The passing of a collegue of Yore


I connected with an old friend on facebook this summer. I also connected with her two daughters. So, I have many recent pics and activities to bring me into the present staus of the family. I talked to my old friend on the phone one day - she was about to begin a new round of chemo. She never said how long she had it, but I knew the time was drawing near to her passing into the light, by the conversation. Our conversation included how to write down for the girls why she had lived the life she lived. It was close to my 65th, and inspired me to go deeper into my reflection on this whole journey. She wrote on facebook on Nov. 18. We were in the Sequoia National Forest on the 20th and as near as I can figure, just about the time that she was passing into the light. I had the urge to raise up my arms in ecstasy and sing the Hallelujah chorus and I imagined angels in the trees singing it for me. Silly, I know, and sounds a bit flaky, but it is the truth.
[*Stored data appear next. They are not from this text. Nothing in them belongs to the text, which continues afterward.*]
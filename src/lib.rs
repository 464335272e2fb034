//=========================================================================
// Wishing Stars Library Root
//
// A four-scene greeting page: catch the button, read the letter, connect
// the constellation, send a wish into the jar.
//
// Responsibilities:
// - Expose the experience facade (`ExperienceBuilder`, `Experience`)
// - Keep the browser binding (`platform`) out of the public API
// - Separate the DOM-free core from the page it drives
//
// Typical usage (native, with a virtual clock):
// ```
// use wishing_stars::prelude::*;
//
// struct Page;
//
// impl Layout for Page {
//     fn viewport(&self) -> Size {
//         Size::new(1024.0, 768.0)
//     }
//     fn rect(&self, _target: Target) -> Option<Rect> {
//         Some(Rect::new(0.0, 0.0, 100.0, 40.0))
//     }
// }
//
// let clock = VirtualClock::new();
// let mut experience = ExperienceBuilder::new()
//     .with_tap_range(1..=1)
//     .build(clock.clone());
//
// experience.start(&Page).unwrap();
// experience.handle_input(&InputEvent::CatchClick, &Page);
//
// clock.advance(500);
// experience.advance(&Page);
//
// // The letter opens over the catch scene.
// let opened = experience.take_commands();
// assert!(opened.contains(&Command::add_class(Target::LetterModal, "active")));
// assert_eq!(experience.active_scene(), Some(SceneId::Catch));
// ```
//
//=========================================================================

//--- Public Modules ------------------------------------------------------
//
// `core` holds the sequencer, timeline, input routing and command model.
// `scenes` holds the four interaction handlers.
//
pub mod core;
pub mod prelude;
pub mod scenes;

//--- Internal Modules ----------------------------------------------------
//
// `platform` binds the experience to a real page (DOM listeners, timers,
// audio) and only exists on wasm32.
//
// `engine` defines the builder, the experience facade and the driver.
//
mod engine;
#[cfg(target_arch = "wasm32")]
mod platform;

//--- Public Exports ------------------------------------------------------

pub use crate::core::timeline::{Clock, VirtualClock};
pub use engine::{Driver, Experience, ExperienceBuilder, Pump};
//=========================================================================
// Platform Bridge
//=========================================================================
//
// Bridges the page binding (DOM listeners, timers, audio) with the
// experience.
//
// The binding only ever sends `PlatformEvent`s into a channel and applies
// the `Command`s it gets back, so the experience runs unchanged under
// native tests and in the browser.
//
// Components:
// - `interface`: Event types and error definitions (the contract)
// - `event_collector`: Experience-side draining of the channel
//
//=========================================================================

//=== Module Declarations =================================================

pub mod event_collector;
pub mod interface;

//=== Public API ==========================================================

pub use event_collector::{EventCollector, TickControl, MAX_EVENTS_PER_FRAME};
pub use interface::{PlatformError, PlatformEvent};
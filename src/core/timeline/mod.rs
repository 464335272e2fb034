//=========================================================================
// Timeline
//=========================================================================
//
// Animation-sequencing helper.
//
// Every delayed effect in the experience is a named `Step` with a due
// time. Handlers schedule steps instead of chaining timers; the engine
// fires due steps after the current input has been fully handled.
//
// Architecture:
//   Scene ── schedule(now, delay, step) ──→ Timeline
//                                              ↓
//   Experience ──────── pop_due(now) ←─────────┘
//                           ↓
//   SceneManager::dispatch_step() / hide_scene()
//
// Ordering: steps fire by due time, ties broken by scheduling order.
// There is no cancellation; stale steps are filtered by their owners.
//
//=========================================================================

//=== Module Declarations =================================================

mod clock;

//=== Public API ==========================================================

pub use clock::{Clock, Millis, VirtualClock};

//=== Internal Dependencies ===============================================

use crate::core::render::{LineId, OrbId};
use crate::core::scene::SceneId;

//=== SceneStep ===========================================================

/// Named animation steps owned by a single scene.
#[derive(Debug, Clone, Copy, PartialEq, Eq, Hash)]
pub enum SceneStep {
    /// Catch scene finished; bring up the letter over it.
    OpenLetter,

    /// Letter dismissed; move on to the constellation.
    LeaveLetter,

    /// Start the opacity transition of a freshly drawn line.
    FadeInLine(LineId),

    /// All stars connected; show the finished constellation.
    RevealConstellation,

    /// Send the orb toward the jar.
    LaunchOrb(OrbId),

    /// Orb arrived; remove it and show the final message.
    LandOrb(OrbId),
}

impl SceneStep {
    /// Scene whose handler receives this step.
    pub fn owner(&self) -> SceneId {
        match self {
            Self::OpenLetter | Self::LeaveLetter => SceneId::Catch,
            Self::FadeInLine(_) | Self::RevealConstellation => SceneId::Constellation,
            Self::LaunchOrb(_) | Self::LandOrb(_) => SceneId::WishingJar,
        }
    }
}

//=== Step ================================================================

/// A scheduled unit of deferred work.
#[derive(Debug, Clone, Copy, PartialEq, Eq, Hash)]
pub enum Step {
    /// Fade-out window elapsed; hide the scene completely.
    HideScene(SceneId),

    /// Scene-specific animation step.
    Scene(SceneStep),
}

impl From<SceneStep> for Step {
    fn from(step: SceneStep) -> Self {
        Self::Scene(step)
    }
}

//=== Scheduled ===========================================================

/// A step together with the time it becomes due.
#[derive(Debug, Clone, Copy, PartialEq, Eq)]
pub struct Scheduled {
    pub due: Millis,
    pub seq: u64,
    pub step: Step,
}

//=== Timeline ============================================================

/// Ordered set of pending steps.
#[derive(Debug, Default)]
pub struct Timeline {
    pending: Vec<Scheduled>,
    next_seq: u64,
}

impl Timeline {
    /// Creates an empty timeline.
    pub fn new() -> Self {
        Self::default()
    }

    /// Schedules `step` to fire `delay` milliseconds after `now`.
    ///
    /// Returns the absolute due time.
    pub fn schedule(&mut self, now: Millis, delay: Millis, step: impl Into<Step>) -> Millis {
        let due = now.saturating_add(delay);
        let seq = self.next_seq;
        self.next_seq += 1;
        self.pending.push(Scheduled {
            due,
            seq,
            step: step.into(),
        });
        due
    }

    /// Removes and returns every step due at or before `now`, in firing order.
    #[cfg(test)]
    pub(crate) fn take_due(&mut self, now: Millis) -> Vec<Scheduled> {
        let (mut due, rest): (Vec<_>, Vec<_>) =
            self.pending.drain(..).partition(|s| s.due <= now);
        self.pending = rest;
        due.sort_by_key(|s| (s.due, s.seq));
        due
    }

    /// Removes and returns the earliest step due at or before `now`.
    ///
    /// Steps scheduled while earlier ones fire are picked up in order.
    pub fn pop_due(&mut self, now: Millis) -> Option<Scheduled> {
        let (index, _) = self
            .pending
            .iter()
            .enumerate()
            .filter(|(_, s)| s.due <= now)
            .min_by_key(|(_, s)| (s.due, s.seq))?;
        Some(self.pending.swap_remove(index))
    }

    /// Earliest pending due time, if any.
    pub fn next_deadline(&self) -> Option<Millis> {
        self.pending.iter().map(|s| s.due).min()
    }

    /// Number of pending steps.
    pub fn len(&self) -> usize {
        self.pending.len()
    }

    /// Returns true if nothing is scheduled.
    pub fn is_empty(&self) -> bool {
        self.pending.is_empty()
    }
}

//=========================================================================
// Unit Tests
//=========================================================================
I did not know what happened that I didn't hear from her anymore.
Sometimes, my whole body just wrings out dry when I remember that I, too, left my sons in the care of others for so long while I was off changing the world. While they have assured me that all is well the feeling overwhelms me on occasion. Truth is they are all the better for it - as to which they will attest. I do remember her asking me how I could leave my children on one continent while I went to another. Then she left hers in the care of colleagues - for the Mission, we told ourselves.
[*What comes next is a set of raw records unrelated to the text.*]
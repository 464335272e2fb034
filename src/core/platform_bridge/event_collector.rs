//=========================================================================
// Event Collector
//=========================================================================
//
// Page event collector with bounded polling and shutdown detection.
//
// Architecture:
//   Receiver<PlatformEvent> → collect_frame() → inputs + audio failures
//                                             → TickControl
//
// Bounded polling keeps a burst of events from monopolising one pump;
// whatever is left over is picked up on the next one.
//
//=========================================================================

//=== External Dependencies ===============================================

use crossbeam_channel::{Receiver, TryRecvError};
use log::{debug, warn};

//=== Internal Dependencies ===============================================

use super::PlatformEvent;
use crate::core::input::InputEvent;

/// Upper bound on events drained per pump.
pub const MAX_EVENTS_PER_FRAME: usize = 100;

//=== TickControl =========================================================

/// Update loop control signal.
#[derive(Debug, Clone, Copy, PartialEq, Eq)]
pub enum TickControl {
    Continue,
    Exit,
}

//=== EventCollector ======================================================

/// Collects page events with bounded polling.
pub struct EventCollector {
    receiver: Receiver<PlatformEvent>,
    inputs: Vec<InputEvent>,
    audio_failures: Vec<String>,
    ticks: usize,
}

impl EventCollector {
    pub fn new(receiver: Receiver<PlatformEvent>) -> Self {
        Self {
            receiver,
            inputs: Vec::with_capacity(8),
            audio_failures: Vec::new(),
            ticks: 0,
        }
    }

    /// Collects pending events (bounded to prevent starvation).
    ///
    /// Events received before an `Unload` are still collected.
    pub fn collect_frame(&mut self) -> TickControl {
        self.inputs.clear();
        self.audio_failures.clear();
        self.ticks = 0;
        let mut drained = 0;

        while drained < MAX_EVENTS_PER_FRAME {
            match self.receiver.try_recv() {
                Ok(event) => {
                    drained += 1;
                    if self.handle_event(event) == TickControl::Exit {
                        return TickControl::Exit;
                    }
                }
                Err(TryRecvError::Disconnected) => return TickControl::Exit,
                Err(TryRecvError::Empty) => break,
            }
        }

        if drained >= MAX_EVENTS_PER_FRAME {
            warn!("Event queue backlog: drained {} events this frame", drained);
        }

        TickControl::Continue
    }

    /// Inputs collected this frame, in arrival order.
    pub fn inputs(&self) -> &[InputEvent] {
        &self.inputs
    }

    /// Takes ownership of the collected inputs, leaving an empty vec.
    pub fn take_inputs(&mut self) -> Vec<InputEvent> {
        std::mem::take(&mut self.inputs)
    }

    /// Takes the audio rejection messages collected this frame.
    pub fn take_audio_failures(&mut self) -> Vec<String> {
        std::mem::take(&mut self.audio_failures)
    }

    /// Number of timer wake-ups collected this frame.
    pub fn ticks(&self) -> usize {
        self.ticks
    }

    fn handle_event(&mut self, event: PlatformEvent) -> TickControl {
        match event {
            PlatformEvent::Input(input) => self.inputs.push(input),
            PlatformEvent::Tick => self.ticks += 1,
            PlatformEvent::AudioRejected(reason) => self.audio_failures.push(reason),
            PlatformEvent::Unload => {
                debug!("Unload received");
                return TickControl::Exit;
            }
        }
        TickControl::Continue
    }
}

//=========================================================================
// Unit Tests
//=========================================================================

#[cfg(test)]
mod tests {
    use super::*;
    use crossbeam_channel::unbounded;

    #[test]
    fn collect_handles_empty_queue() {
        let (_tx, rx) = unbounded::<PlatformEvent>();
        let mut collector = EventCollector::new(rx);

        assert_eq!(collector.collect_frame(), TickControl::Continue);
        assert!(collector.inputs().is_empty());
        assert_eq!(collector.ticks(), 0);
    }

    #[test]
    fn collect_sorts_events_by_kind() {
        let (tx, rx) = unbounded();
        let mut collector = EventCollector::new(rx);

        tx.send(PlatformEvent::Input(InputEvent::PageClick)).unwrap();
        tx.send(PlatformEvent::Tick).unwrap();
        tx.send(PlatformEvent::AudioRejected("NotAllowedError".into())).unwrap();
        tx.send(PlatformEvent::Input(InputEvent::CatchClick)).unwrap();

        assert_eq!(collector.collect_frame(), TickControl::Continue);
        assert_eq!(
            collector.inputs(),
            &[InputEvent::PageClick, InputEvent::CatchClick]
        );
        assert_eq!(collector.ticks(), 1);
        assert_eq!(collector.take_audio_failures(), vec!["NotAllowedError".to_string()]);
    }

    #[test]
    fn collect_clears_previous_frame() {
        let (tx, rx) = unbounded();
        let mut collector = EventCollector::new(rx);

        tx.send(PlatformEvent::Input(InputEvent::CloseLetter)).unwrap();
        collector.collect_frame();
        assert_eq!(collector.inputs().len(), 1);

        collector.collect_frame();
        assert!(collector.inputs().is_empty());
    }

    #[test]
    fn collect_is_bounded_per_frame() {
        let (tx, rx) = unbounded();
        let mut collector = EventCollector::new(rx);

        for _ in 0..MAX_EVENTS_PER_FRAME + 5 {
            tx.send(PlatformEvent::Input(InputEvent::CatchHover)).unwrap();
        }

        collector.collect_frame();
        assert_eq!(collector.inputs().len(), MAX_EVENTS_PER_FRAME);

        collector.collect_frame();
        assert_eq!(collector.inputs().len(), 5);
    }

    #[test]
    fn collect_returns_exit_on_unload() {
        let (tx, rx) = unbounded();
        let mut collector = EventCollector::new(rx);

        tx.send(PlatformEvent::Input(InputEvent::NextToJar)).unwrap();
        tx.send(PlatformEvent::Unload).unwrap();

        assert_eq!(collector.collect_frame(), TickControl::Exit);
        assert_eq!(collector.take_inputs(), vec![InputEvent::NextToJar]);
    }

    #[test]
    fn collect_returns_exit_on_disconnect() {
        let (tx, rx) = unbounded::<PlatformEvent>();
        let mut collector = EventCollector::new(rx);

        drop(tx);

        assert_eq!(collector.collect_frame(), TickControl::Exit);
    }
}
Contacts such as this, after so many years - almost thirty in this case - bring up memories, sometimes in abundance, pouring into consciousness all at once. I remember her passion for music and having studied with Nadia Boulanger; community arts festivals; wine for communion for the first time ever on Maundy Thursday; her needing kirschwasser for a fondue; posters of radical revolutionaries hung for a Sunday of social action; me yelling at kids when it was my turn to care for our childrens' spirits (!) during our morning meetings and her having a talk with me about it; the building a new church from the stones of an old brownstone church - one of the many ends of the underground railroad, and a partnership of Scotch Presbyterian and the mystical Waldensian tradition; she and I attending a women's lib meeting, our corsets keeping us looking trim - never to wear them again!! Those were intense times of wild spirited social change. Broader social strategy that it was, the ICA we soon all became part of was boring in comparison . This grieving time for my friend-in--common-mission is appropriate, but it is also a time of letting go of the youthful exuberance and boundless energy we once had. How we live our lives today, is totally appropriate. All is really well.

I am so grateful to have been able to to have reconnected. We all have since lived a life of Mission in new ways, with the same intent -- to care for the coming into being of a new social vehicle - a new earth.

I have a deep appreciation and gratitude for the life we, in fact, lived fully.

Create a timeline of your own life's expenditure. What has been the underlying intent, the learnings, your reflections?

1 comment:

The Blogger said...

Judi:
You DO write well. Sorry to hear about your friend. This does her justice. Nice photo, too.